Beim „Hamburger Zukunftsentscheid“ war das Grundmuster identisch, nur der Motor ein anderer: Campact. Und genau hier setzt der Punkt an, den WELT-Journalist Axel Bojanowski anspricht: Wenn Campact als Kampagnenmaschine auftritt, bleibt oft im Dunkeln, welche Großspender hinter diesem Apparat stehen. Bojanowski nennt das ausdrücklich „nicht transparent“ und verweist auf einen möglichen Kern des Interesses: Klimapolitik als Hebel, mit dem sich auch deutsche Wirtschaftskraft massiv schwächen lässt, wenn es manch anderen nützt.
Die Initiative Transparente Demokratie beziffert den Einfluss ganz konkret: Mit weitem Abstand größter Finanzier der Kampagne zur Hamburger Klimaneutralität bis 2040 sei Campact gewesen – über 460.000 Euro und damit knapp die Hälfte der Gesamtkosten. Mehr als die Hälfte der knapp 910.000 Euro Gesamtbudget stammte damit aus einem Berliner Kampagnenzentrum, das nicht nur Inhalte setzt, sondern über Geld und Infrastruktur den Ton bestimmt. Dazu kamen weitere Geldströme aus den Niederlanden (European Climate Foundation, Patagonia Europe Coöperatief), aus Norwegen (UNIFOR-Stiftung der Familie Opsvik) und wieder die Haleakala-Stiftung. Man muss es aussprechen: Volksentscheide, gedacht als Instrument lokaler Selbstbestimmung, werden so zu einem Spielfeld internationaler Geldströme und Interessen.

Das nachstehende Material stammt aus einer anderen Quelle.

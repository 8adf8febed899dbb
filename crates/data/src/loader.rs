use crate::error::DataError;
use chrono::NaiveDate;
use core_types::ReturnObservation;
use serde::Deserialize;
use std::path::Path;
use tracing::debug;

/// Shape of one row of the input file: a `date` column (ISO 8601) and a
/// `return` column (decimal fraction, 0.05 = 5%).
#[derive(Debug, Deserialize)]
struct ReturnRow {
    date: NaiveDate,
    #[serde(rename = "return")]
    value: f64,
}

/// Loads the benchmark return series from a CSV file and delivers it
/// chronologically sorted, with duplicate dates dropped (first occurrence
/// wins). This is the contract the simulation engine relies on; it does
/// not re-sort.
pub fn load_return_series(path: &Path) -> Result<Vec<ReturnObservation>, DataError> {
    if !path.exists() {
        return Err(DataError::FileNotFound(path.to_path_buf()));
    }

    let mut reader = csv::Reader::from_path(path)?;
    let mut observations = Vec::new();

    for (row, result) in reader.deserialize::<ReturnRow>().enumerate() {
        let record = result?;
        if !record.value.is_finite() {
            return Err(DataError::NonFiniteReturn {
                row: row + 1,
                value: record.value,
            });
        }
        observations.push(ReturnObservation {
            date: record.date,
            value: record.value,
        });
    }

    // Stable sort, then keep the first occurrence of any duplicated date.
    observations.sort_by_key(|obs| obs.date);
    observations.dedup_by_key(|obs| obs.date);

    debug!(
        periods = observations.len(),
        path = %path.display(),
        "loaded benchmark return series"
    );

    Ok(observations)
}
use analytics::{AnalyticsEngine, PerformanceReport};
use clap::{Parser, Subcommand};
use comfy_table::{Table, presets::UTF8_FULL};
use configuration::Config;
use engine::Simulator;
use std::path::PathBuf;
use tracing::info;
use tracing_subscriber::EnvFilter;

/// The main entry point for the levered hedge backtesting application.
fn main() {
    tracing_subscriber::fmt()
        .with_env_filter(
            EnvFilter::try_from_default_env().unwrap_or_else(|_| EnvFilter::new("info")),
        )
        .init();

    // Parse command-line arguments
    let cli = Cli::parse();

    // Execute the appropriate command
    match cli.command {
        Commands::Backtest(args) => {
            if let Err(e) = handle_backtest(args) {
                eprintln!("Error during backtest: {e:#}");
                std::process::exit(1);
            }
        }
    }
}

// ==============================================================================
// CLI Structure
// ==============================================================================

/// A single-path backtester for the levered hedge portfolio strategy.
#[derive(Parser)]
#[command(author, version, about, long_about = None)]
struct Cli {
    #[command(subcommand)]
    command: Commands,
}

#[derive(Subcommand)]
enum Commands {
    /// Run a backtest over a benchmark return series.
    Backtest(BacktestArgs),
}

#[derive(Parser)]
struct BacktestArgs {
    /// Path to the configuration file.
    #[arg(long, default_value = "config.toml")]
    config: String,

    /// Override the return series CSV configured in config.toml.
    #[arg(long)]
    data: Option<PathBuf>,

    /// Override the output directory configured in config.toml.
    #[arg(long)]
    output: Option<PathBuf>,

    /// Rebalance back to target weights every N periods.
    #[arg(long)]
    rebalance_every: Option<u32>,
}

// ==============================================================================
// Backtest Command Logic
// ==============================================================================

/// Handles the orchestration of a full backtest: configuration, data,
/// simulation, metrics, console summary, and persistence.
fn handle_backtest(args: BacktestArgs) -> anyhow::Result<()> {
    let mut config = configuration::load_config_from(&args.config)?;
    if let Some(data_path) = args.data {
        config.backtest.data_path = data_path;
    }
    if let Some(output_dir) = args.output {
        config.backtest.output_dir = output_dir;
    }
    if let Some(frequency) = args.rebalance_every {
        config.backtest.rebalance_frequency = Some(frequency);
    }
    // Re-validate after CLI overrides; a --rebalance-every of 0 must fail
    // here, not deep inside the engine.
    config.validate()?;

    let returns = data::load_return_series(&config.backtest.data_path)?;
    info!(
        periods = returns.len(),
        path = %config.backtest.data_path.display(),
        "loaded benchmark return series"
    );

    let policy = config.backtest.rebalance_policy();
    let simulator = Simulator::new(config.strategy.clone());
    let path = simulator.run(&returns, policy)?;

    // Score the portfolio, the raw benchmark, and each deployed sleeve
    // through the identical, independent metrics path.
    let analytics_engine = AnalyticsEngine::new();
    let periods_per_year = config.strategy.periods_per_year;
    let portfolio = analytics_engine.calculate(&path.total_values(), periods_per_year)?;
    let benchmark = analytics_engine.calculate(&path.index_values(), periods_per_year)?;
    let hedged = (config.strategy.hedged_weight > 0.0)
        .then(|| analytics_engine.calculate(&path.hedged_values(), periods_per_year))
        .transpose()?;
    let unhedged = (config.strategy.unhedged_weight > 0.0)
        .then(|| analytics_engine.calculate(&path.unhedged_values(), periods_per_year))
        .transpose()?;

    let summary = render_summary(
        &config,
        &portfolio,
        &benchmark,
        hedged.as_ref(),
        unhedged.as_ref(),
    );
    println!("{summary}");

    let output_dir = &config.backtest.output_dir;
    data::write_timeseries(&output_dir.join("portfolio_timeseries.csv"), &path)?;
    data::write_summary(&output_dir.join("summary.txt"), &summary)?;

    info!("backtest complete");
    Ok(())
}

/// Renders the console/summary-file report.
fn render_summary(
    config: &Config,
    portfolio: &PerformanceReport,
    benchmark: &PerformanceReport,
    hedged: Option<&PerformanceReport>,
    unhedged: Option<&PerformanceReport>,
) -> String {
    let mut table = Table::new();
    table.load_preset(UTF8_FULL);

    let mut header = vec!["Metric".to_string(), "Portfolio".to_string(), "Benchmark".to_string()];
    if hedged.is_some() {
        header.push("Hedged Sleeve".to_string());
    }
    if unhedged.is_some() {
        header.push("Unhedged Sleeve".to_string());
    }
    table.set_header(header);

    let row = |label: &str, f: &dyn Fn(&PerformanceReport) -> String| {
        let mut cells = vec![label.to_string(), f(portfolio), f(benchmark)];
        if let Some(report) = hedged {
            cells.push(f(report));
        }
        if let Some(report) = unhedged {
            cells.push(f(report));
        }
        cells
    };

    table.add_row(row("Final Value", &|r| format!("{:.4}", r.final_value)));
    table.add_row(row("Total Return", &|r| pct(r.total_return)));
    table.add_row(row("CAGR", &|r| pct(r.cagr)));
    table.add_row(row("Volatility", &|r| pct(r.volatility)));
    table.add_row(row("Max Drawdown", &|r| pct(r.max_drawdown)));
    table.add_row(row("Sharpe Ratio", &|r| format!("{:.2}", r.sharpe_ratio)));
    table.add_row(row("Sortino Ratio", &|r| opt_ratio(r.sortino_ratio)));
    table.add_row(row("Calmar Ratio", &|r| opt_ratio(r.calmar_ratio)));

    let strategy = &config.strategy;
    format!(
        "LEVERED HEDGE ENGINE - BACKTEST SUMMARY\n\n{table}\n\n\
         Outperformance vs benchmark:\n\
         - Alpha (CAGR):     {}\n\
         - Sharpe advantage: {:.2}\n\n\
         Configuration:\n\
         - Initial capital:  {:.2}\n\
         - Weights:          {:.0}% hedged / {:.0}% unhedged\n\
         - Hedge cost:       {} p.a.\n\
         - Crash floor:      {} below {}\n",
        pct(portfolio.cagr - benchmark.cagr),
        portfolio.sharpe_ratio - benchmark.sharpe_ratio,
        strategy.initial_capital,
        strategy.hedged_weight * 100.0,
        strategy.unhedged_weight * 100.0,
        pct(strategy.annual_hedge_cost),
        pct(strategy.crash_floor_return),
        pct(strategy.crash_threshold),
    )
}

fn pct(value: f64) -> String {
    format!("{:.2}%", value * 100.0)
}

fn opt_ratio(value: Option<f64>) -> String {
    match value {
        Some(v) => format!("{v:.2}"),
        None => "n/a".to_string(),
    }
}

Währenddessen fiel das echte Hamburger Kleingeld bemerkenswert klein aus. Beim Zukunftsentscheid kamen über private Spenden nur gut 100.000 Euro zusammen. Größter Privatspender war Michael Otto mit 15.000 Euro – und selbst er distanzierte sich kurz vor der Abstimmung von der Kampagne. Das ist das Gegenteil einer breiten, lokalen Trägerschaft.
Auch das Personalbild passt dazu. Die Grundeinkommensinitiative investierte über eine Million Euro in bezahlte Kräfte. Beim Klimaentscheid waren externe Personalkosten niedrig, weil Fridays for Future Hamburg und der NABU mobilisieren konnten: Unterschriften sammeln, Infostände, Plakate. Trotzdem gab es professionelle Unterstützung durch eine Hamburger Werbeagentur, die Leistungen im Wert von 30.000 Euro beisteuerte. Bürgerengagement trifft Kampagnenhandwerk. Aber das große Gewicht liegt beim Geld, nicht beim Ehrenamt.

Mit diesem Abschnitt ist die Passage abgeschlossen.